# Task description
Every line of the data below is to be retyped exactly.

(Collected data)
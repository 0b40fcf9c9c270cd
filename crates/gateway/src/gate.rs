//! Request-Gate fuer alle Methoden ausserhalb des Auth-Service
//!
//! Liest `authorization: Bearer <token>` aus den Metadaten, prueft das
//! Token ueber den [`AuthService`] und legt den [`AuthKontext`] in den
//! Request. Methoden des Auth-Service selbst (Register, Login, Logout)
//! passieren ungeprueft.

use std::sync::Arc;

use tonic::{metadata::MetadataMap, Request, Status};
use torwache_auth::{AuthError, AuthService, FehlerKategorie};
use torwache_db::repository::{AuthRepository, UserRepository};

use crate::{
    error::INTERNER_FEHLER,
    kontext::{AuthKontext, AuthKontextExt},
};

/// Name des Dienstes, dessen Methoden ohne Token erreichbar sind
pub const AUTH_SERVICE_NAME: &str = "AuthService";

/// Gibt `true` zurueck wenn `methode` (z.B. `/auth.AuthService/Login`)
/// zum Auth-Service gehoert
pub fn ist_auth_methode(methode: &str) -> bool {
    let mut teile = methode.trim_start_matches('/').split('/');
    let Some(dienst) = teile.next() else {
        return false;
    };
    let dienst_name = dienst.rsplit('.').next().unwrap_or(dienst);
    dienst_name == AUTH_SERVICE_NAME
}

/// Extrahiert das Token aus `authorization: Bearer <token>`
pub fn bearer_token(metadata: &MetadataMap) -> Result<&str, Status> {
    let wert = metadata
        .get("authorization")
        .ok_or_else(|| Status::unauthenticated("Authorization-Metadaten fehlen"))?;

    let token = wert
        .to_str()
        .ok()
        .and_then(|s| s.strip_prefix("Bearer "))
        .filter(|t| !t.is_empty() && !t.contains(' '))
        .ok_or_else(|| Status::unauthenticated("Ungueltiges Authorization-Format"))?;

    Ok(token)
}

/// Vorgeschaltete Token-Pruefung fuer geschuetzte Methoden
pub struct AnfrageGate<U: UserRepository, A: AuthRepository> {
    auth: Arc<AuthService<U, A>>,
}

impl<U: UserRepository, A: AuthRepository> Clone for AnfrageGate<U, A> {
    fn clone(&self) -> Self {
        Self {
            auth: Arc::clone(&self.auth),
        }
    }
}

impl<U: UserRepository, A: AuthRepository> AnfrageGate<U, A> {
    pub fn neu(auth: Arc<AuthService<U, A>>) -> Self {
        Self { auth }
    }

    /// Prueft einen eingehenden Request fuer `methode`
    ///
    /// Bei Erfolg kommt derselbe Request zurueck, fuer geschuetzte
    /// Methoden mit gesetztem [`AuthKontext`].
    pub async fn pruefen<T>(
        &self,
        methode: &str,
        mut request: Request<T>,
    ) -> Result<Request<T>, Status> {
        if ist_auth_methode(methode) {
            return Ok(request);
        }

        let token = bearer_token(request.metadata())?;

        let claims = self.auth.token_validieren(token).await.map_err(|e| {
            tracing::debug!(methode = %methode, fehler = %e, "Request vom Gate abgelehnt");
            gate_status(&e)
        })?;

        tracing::trace!(methode = %methode, user_id = %claims.user_id, "Request authentifiziert");
        request.auth_kontext_setzen(AuthKontext::from(claims));
        Ok(request)
    }
}

fn gate_status(e: &AuthError) -> Status {
    match e.kategorie() {
        FehlerKategorie::Speicher | FehlerKategorie::Intern => Status::internal(INTERNER_FEHLER),
        _ => Status::unauthenticated(AuthError::TokenUngueltig.to_string()),
    }
}
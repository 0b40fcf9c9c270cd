//! SQLite Connection Pool mit WAL-Modus

use sqlx::sqlite::{SqliteConnectOptions, SqliteJournalMode, SqlitePool, SqlitePoolOptions};
use std::str::FromStr;
use tracing::info;

use crate::error::DbError;
use crate::repository::DatabaseConfig;

/// Wrapper um den SQLite Connection Pool
#[derive(Debug, Clone)]
pub struct SqliteDb {
    pub(crate) pool: SqlitePool,
}

impl SqliteDb {
    /// Erstellt einen neuen Pool, fuehrt Migrationen aus
    pub async fn oeffnen(config: &DatabaseConfig) -> Result<Self, DbError> {
        let opts = SqliteConnectOptions::from_str(&config.url)?
            .create_if_missing(true)
            .journal_mode(if config.sqlite_wal {
                SqliteJournalMode::Wal
            } else {
                SqliteJournalMode::Delete
            });

        let pool = SqlitePoolOptions::new()
            .max_connections(config.max_verbindungen)
            .connect_with(opts)
            .await?;

        info!(url = %config.url, wal = config.sqlite_wal, "SQLite-Pool geoeffnet");

        let db = Self { pool };
        db.migrationen_ausfuehren().await?;

        Ok(db)
    }

    /// Fuehrt alle ausstehenden Migrationen aus
    pub async fn migrationen_ausfuehren(&self) -> Result<(), DbError> {
        sqlx::migrate!("./migrations").run(&self.pool).await?;
        info!("Datenbank-Migrationen abgeschlossen");
        Ok(())
    }

    /// Erstellt eine In-Memory-Datenbank fuer Tests
    pub async fn in_memory() -> Result<Self, DbError> {
        let opts = SqliteConnectOptions::from_str("sqlite::memory:")?;

        let pool = SqlitePoolOptions::new()
            .max_connections(1)
            // In-Memory benoetigt mindestens 1 persistente Verbindung
            .min_connections(1)
            .idle_timeout(None)
            .max_lifetime(None)
            .connect_with(opts)
            .await?;

        let db = Self { pool };
        db.migrationen_ausfuehren().await?;
        Ok(db)
    }

    /// Schliesst den Pool und wartet auf offene Verbindungen
    pub async fn schliessen(&self) {
        self.pool.close().await;
    }
}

# Exercise output
repository 0b40fcf9c9c270cd
filename crates/gateway/src/gate.rs
//! Request-Gate fuer alle Methoden ausserhalb des Auth-Service
//!
//! Liest `authorization: Bearer <token>` aus den Metadaten, prueft das
//! Token ueber den [`AuthService`] und legt den [`AuthKontext`] in den
//! Request. Methoden des Auth-Service selbst (Register, Login, Logout)
//! passieren ungeprueft.

use std::sync::Arc;

use tonic::{metadata::MetadataMap, Request, Status};
use torwache_auth::{AuthError, AuthService, FehlerKategorie};
use torwache_db::repository::{AuthRepository, UserRepository};

use crate::{
    error::INTERNER_FEHLER,
    kontext::{AuthKontext, AuthKontextExt},
};

/// Name des Dienstes, dessen Methoden ohne Token erreichbar sind
pub const AUTH_SERVICE_NAME: &str = "AuthService";

/// Gibt `true` zurueck wenn `methode` (z.B. `/auth.AuthService/Login`)
/// zum Auth-Service gehoert
pub fn ist_auth_methode(methode: &str) -> bool {
    let mut teile = methode.trim_start_matches('/').split('/');
    let Some(dienst) = teile.next() else {
        return false;
    };
    let dienst_name = dienst.rsplit('.').next().unwrap_or(dienst);
    dienst_name == AUTH_SERVICE_NAME
}

/// Extrahiert das Token aus `authorization: Bearer <token>`
pub fn bearer_token(metadata: &MetadataMap) -> Result<&str, Status> {
    let wert = metadata
        .get("authorization")
        .ok_or_else(|| Status::unauthenticated("Authorization-Metadaten fehlen"))?;

    let token = wert
        .to_str()
        .ok()
        .and_then(|s| s.strip_prefix("Bearer "))
        .filter(|t| !t.is_empty() && !t.contains(' '))
        .ok_or_else(|| Status::unauthenticated("Ungueltiges Authorization-Format"))?;

    Ok(token)
}

/// Vorgeschaltete Token-Pruefung fuer geschuetzte Methoden
pub struct AnfrageGate<U: UserRepository, A: AuthRepository> {
    auth: Arc<AuthService<U, A>>,
}

impl<U: UserRepository, A: AuthRepository> Clone for AnfrageGate<U, A> {
    fn clone(&self) -> Self {
        Self {
            auth: Arc::clone(&self.auth),
        }
    }
}

impl<U: UserRepository, A: AuthRepository> AnfrageGate<U, A> {
    pub fn neu(auth: Arc<AuthService<U, A>>) -> Self {
        Self { auth }
    }

    /// Prueft einen eingehenden Request fuer `methode`
    ///
    /// Bei Erfolg kommt derselbe Request zurueck, fuer geschuetzte
    /// Methoden mit gesetztem [`AuthKontext`].
    pub async fn pruefen<T>(
        &self,
        methode: &str,
        mut request: Request<T>,
    ) -> Result<Request<T>, Status> {
        if ist_auth_methode(methode) {
            return Ok(request);
        }

        let token = bearer_token(request.metadata())?;

        let claims = self.auth.token_validieren(token).await.map_err(|e| {
            tracing::debug!(methode = %methode, fehler = %e, "Request vom Gate abgelehnt");
            gate_status(&e)
        })?;

        tracing::trace!(methode = %methode, user_id = %claims.user_id, "Request authentifiziert");
        request.auth_kontext_setzen(AuthKontext::from(claims));
        Ok(request)
    }
}

fn gate_status(e: &AuthError) -> Status {
    match e.kategorie() {
        FehlerKategorie::Speicher | FehlerKategorie::Intern => Status::internal(INTERNER_FEHLER),
        _ => Status::unauthenticated(AuthError::TokenUngueltig.to_string()),
    }
}
repository 0b40fcf9c9c270cd
//! SQLite Connection Pool mit WAL-Modus

use sqlx::sqlite::{SqliteConnectOptions, SqliteJournalMode, SqlitePool, SqlitePoolOptions};
use std::str::FromStr;
use tracing::info;

use crate::error::DbError;
use crate::repository::DatabaseConfig;

/// Wrapper um den SQLite Connection Pool
#[derive(Debug, Clone)]
pub struct SqliteDb {
    pub(crate) pool: SqlitePool,
}

impl SqliteDb {
    /// Erstellt einen neuen Pool, fuehrt Migrationen aus
    pub async fn oeffnen(config: &DatabaseConfig) -> Result<Self, DbError> {
        let opts = SqliteConnectOptions::from_str(&config.url)?
            .create_if_missing(true)
            .journal_mode(if config.sqlite_wal {
                SqliteJournalMode::Wal
            } else {
                SqliteJournalMode::Delete
            });

        let pool = SqlitePoolOptions::new()
            .max_connections(config.max_verbindungen)
            .connect_with(opts)
            .await?;

        info!(url = %config.url, wal = config.sqlite_wal, "SQLite-Pool geoeffnet");

        let db = Self { pool };
        db.migrationen_ausfuehren().await?;

        Ok(db)
    }

    /// Fuehrt alle ausstehenden Migrationen aus
    pub async fn migrationen_ausfuehren(&self) -> Result<(), DbError> {
        sqlx::migrate!("./migrations").run(&self.pool).await?;
        info!("Datenbank-Migrationen abgeschlossen");
        Ok(())
    }

    /// Erstellt eine In-Memory-Datenbank fuer Tests
    pub async fn in_memory() -> Result<Self, DbError> {
        let opts = SqliteConnectOptions::from_str("sqlite::memory:")?;

        let pool = SqlitePoolOptions::new()
            .max_connections(1)
            // In-Memory benoetigt mindestens 1 persistente Verbindung
            .min_connections(1)
            .idle_timeout(None)
            .max_lifetime(None)
            .connect_with(opts)
            .await?;

        let db = Self { pool };
        db.migrationen_ausfuehren().await?;
        Ok(db)
    }

    /// Schliesst den Pool und wartet auf offene Verbindungen
    pub async fn schliessen(&self) {
        self.pool.close().await;
    }
}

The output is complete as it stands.